#### DESCRIPTION OF THE TASK
In the records that follow, the lines from the one containing "let strategy = self.config.strategy_for(kind)?;" to the one containing "engine that turns", inclusive, are to be given again exactly.

#### SUPPLIED RECORDS
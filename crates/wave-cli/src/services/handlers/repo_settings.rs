//! Repository settings: a singleton, pushed as a partial edit of the fields
//! that differ.

use wave_core::identity::REPOSITORY_IDENTITY;
use wave_core::{
    Error, OperationKind, RepoRef, RepoSettings, ResourceKind, Result, Strategy,
};
use wave_gitea::GiteaApi;

use super::{Handler, KindReport, PlannedChange};

pub struct RepoSettingsHandler;

impl Handler for RepoSettingsHandler {
    type Document = RepoSettings;

    async fn pull<G: GiteaApi>(&self, api: &G, repo: &RepoRef) -> Result<RepoSettings> {
        let remote = api
            .get_repo(&repo.owner, &repo.name)
            .await
            .map_err(|e| Error::fetch(ResourceKind::RepoSettings, e))?;
        Ok(remote.settings)
    }

    async fn push<G: GiteaApi>(
        &self,
        api: &G,
        repo: &RepoRef,
        desired: &RepoSettings,
        _strategy: Option<Strategy>,
        dry_run: bool,
    ) -> Result<KindReport> {
        let observed = self.pull(api, repo).await?;
        let changes = desired.changes_from(&observed);

        let mut report = KindReport::new(ResourceKind::RepoSettings, None);
        if changes.is_empty() {
            return Ok(report);
        }

        let fields = changed_fields(&changes)?;
        report.planned.push(PlannedChange::new(
            OperationKind::Update,
            format!("{REPOSITORY_IDENTITY} ({})", fields.join(", ")),
        ));
        if dry_run {
            return Ok(report);
        }

        api.edit_repo(&repo.owner, &repo.name, &changes)
            .await
            .map_err(|e| Error::Apply {
                kind: ResourceKind::RepoSettings,
                operation: OperationKind::Update,
                identity: REPOSITORY_IDENTITY.to_string(),
                applied: 0,
                remaining: 0,
                source: Box::new(e),
            })?;
        tracing::debug!(repo = %repo, fields = ?fields, "edited repository settings");
        report.applied.updated = 1;
        Ok(report)
    }
}

/// Names of the fields set in `changes`, in declaration order.
fn changed_fields(changes: &RepoSettings) -> Result<Vec<String>> {
    let value = serde_yaml::to_value(changes)?;
    Ok(value
        .as_mapping()
        .map(|mapping| {
            mapping
                .keys()
                .filter_map(|key| key.as_str().map(ToString::to_string))
                .collect()
        })
        .unwrap_or_default())
}
//! Push service: reconcile every target repository with the local files.

use wave_core::targets::{self, RepoRef};
use wave_core::{Config, Error, ResourceKind, Result};
use wave_gitea::GiteaApi;

use super::handlers::{
    BranchProtectionsHandler, Handler, KindReport, RepoSettingsHandler, TagProtectionsHandler,
    TemplatesHandler, TopicsHandler, WebhooksHandler,
};

/// Options for a push run.
#[derive(Debug, Clone, Copy, Default)]
pub struct PushOptions {
    /// Plan only; never call a mutating endpoint.
    pub dry_run: bool,
    /// Record failures and continue with the next kind and repository.
    pub keep_going: bool,
}

/// Reports for one repository, in push order.
#[derive(Debug)]
pub struct RepoReport {
    pub repo: RepoRef,
    pub kinds: Vec<KindReport>,
}

/// A kind that failed for a repository.
#[derive(Debug)]
pub struct Failure {
    pub repo: RepoRef,
    pub kind: ResourceKind,
    pub error: Error,
}

/// Outcome of a push run.
#[derive(Debug, Default)]
pub struct PushSummary {
    pub repos: Vec<RepoReport>,
    pub failures: Vec<Failure>,
}

impl PushSummary {
    /// Check if every kind of every repository went through.
    #[must_use]
    pub fn is_success(&self) -> bool {
        self.failures.is_empty()
    }
}

/// Service for push operations with trait-based dependencies.
pub struct PushService<'a, G: GiteaApi> {
    api: &'a G,
    config: &'a Config,
    options: PushOptions,
}

#[allow(clippy::future_not_send)]
impl<'a, G: GiteaApi> PushService<'a, G> {
    /// Create a new push service.
    #[must_use]
    pub const fn new(api: &'a G, config: &'a Config, options: PushOptions) -> Self {
        Self {
            api,
            config,
            options,
        }
    }

    /// Resolve the repositories to push to.
    ///
    /// Explicit `repos` win; otherwise autodiscovery (if enabled) and the
    /// configured list are combined.
    ///
    /// # Errors
    /// Returns error if autodiscovery fails or no valid target remains.
    pub async fn resolve_targets(&self, repos: &[String]) -> Result<Vec<RepoRef>> {
        let settings = &self.config.targets;
        let mut discovered = Vec::new();

        if repos.is_empty() && settings.autodiscover {
            if settings.organization.trim().is_empty() {
                return Err(Error::Config(
                    "autodiscover is enabled but organization is not set".into(),
                ));
            }
            let org_repos = self
                .api
                .list_org_repos(&settings.organization)
                .await
                .map_err(|e| {
                    Error::Config(format!(
                        "failed to list repositories of {}: {e}",
                        settings.organization
                    ))
                })?;
            let names: Vec<&str> = org_repos
                .iter()
                .filter(|repo| !repo.archived)
                .map(|repo| repo.name.as_str())
                .collect();
            discovered = targets::discover(
                &settings.organization,
                &names,
                &settings.autodiscover_filter,
            );
            tracing::debug!(
                organization = %settings.organization,
                found = org_repos.len(),
                matched = discovered.len(),
                "autodiscovered repositories"
            );
        }

        targets::resolve_targets(repos, &discovered, settings)
    }

    /// Push every enabled kind to every target.
    ///
    /// Stops at the first failure unless `keep_going` is set.
    pub async fn push_all(&self, targets: &[RepoRef]) -> PushSummary {
        let mut summary = PushSummary::default();

        for repo in targets {
            let mut report = RepoReport {
                repo: repo.clone(),
                kinds: Vec::new(),
            };

            for kind in self.config.push.kinds() {
                match self.push_kind(kind, repo).await {
                    Ok(kind_report) => report.kinds.push(kind_report),
                    Err(error) => {
                        tracing::warn!(repo = %repo, kind = %kind, error = %error, "push failed");
                        summary.failures.push(Failure {
                            repo: repo.clone(),
                            kind,
                            error,
                        });
                        if !self.options.keep_going {
                            summary.repos.push(report);
                            return summary;
                        }
                    }
                }
            }

            summary.repos.push(report);
        }

        summary
    }

    /// Push one kind to one repository. Repository settings must go first so
    /// a default-branch rename lands before protections reference it.
    pub async fn push_kind(&self, kind: ResourceKind, repo: &RepoRef) -> Result<KindReport> {
        match kind {
            ResourceKind::RepoSettings => self.run(&RepoSettingsHandler, repo).await,
            ResourceKind::Topics => self.run(&TopicsHandler, repo).await,
            ResourceKind::BranchProtections => self.run(&BranchProtectionsHandler, repo).await,
            ResourceKind::TagProtections => self.run(&TagProtectionsHandler, repo).await,
            ResourceKind::Webhooks => self.run(&WebhooksHandler, repo).await,
            ResourceKind::Templates => self.run(&TemplatesHandler, repo).await,
        }
    }

    async fn run<H: Handler>(&self, handler: &H, repo: &RepoRef) -> Result<KindReport> {
        let kind = handler.kind();
        // Resolved before anything touches the remote.
        let strategy = self.config.strategy_for(kind)?;

        let Some(desired) = handler.load(self.config)? else {
            let path = handler.path(self.config);
            tracing::debug!(kind = %kind, path = %path.display(), "no local file");
            return Ok(KindReport::skipped(
                kind,
                format!("{} not found", path.display()),
            ));
        };

        handler
            .push(self.api, repo, &desired, strategy, self.options.dry_run)
            .await
    }
}
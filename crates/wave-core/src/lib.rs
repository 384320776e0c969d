//! # wave-core
//!
//! Core library for wave: the resource model for Gitea repository
//! configuration, identity matching, and the reconciliation engine that turns
//! a desired and an observed set into create/update/delete operations.
//!
//! Nothing in this crate talks to the network. Remote access goes through the
//! [`apply::Remote`] and [`apply::TopicRemote`] traits.

pub mod apply;
pub mod config;
pub mod error;
pub mod identity;
pub mod reconcile;
pub mod resource;
pub mod store;
pub mod strategy;
pub mod targets;
pub mod templates;

pub use apply::{ApplyReport, Remote, TopicRemote, apply, apply_topics};
pub use config::Config;
pub use error::{Error, Result};
pub use identity::IdentityKey;
pub use reconcile::{
    Operation, OperationKind, Plan, TopicOperation, TopicPlan, reconcile, reconcile_topics,
};
pub use resource::{
    BranchProtection, BranchProtectionConfig, Document, ExternalTracker, RepoSettings, Resource,
    ResourceItem, ResourceKind, TagProtection, TagProtectionConfig, TopicsConfig, Webhook,
    WebhookConfig,
};
pub use strategy::Strategy;
pub use targets::RepoRef;
pub use templates::TemplatesConfig;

#### OUTPUT FOR THIS TASK
        let strategy = self.config.strategy_for(kind)?;

        let Some(desired) = handler.load(self.config)? else {
            let path = handler.path(self.config);
            tracing::debug!(kind = %kind, path = %path.display(), "no local file");
            return Ok(KindReport::skipped(
                kind,
                format!("{} not found", path.display()),
            ));
        };

        handler
            .push(self.api, repo, &desired, strategy, self.options.dry_run)
            .await
    }
}
filename crates/wave-core/src/lib.rs
repository 384320776e0c969d
//! # wave-core
//!
//! Core library for wave: the resource model for Gitea repository
//! configuration, identity matching, and the reconciliation engine that turns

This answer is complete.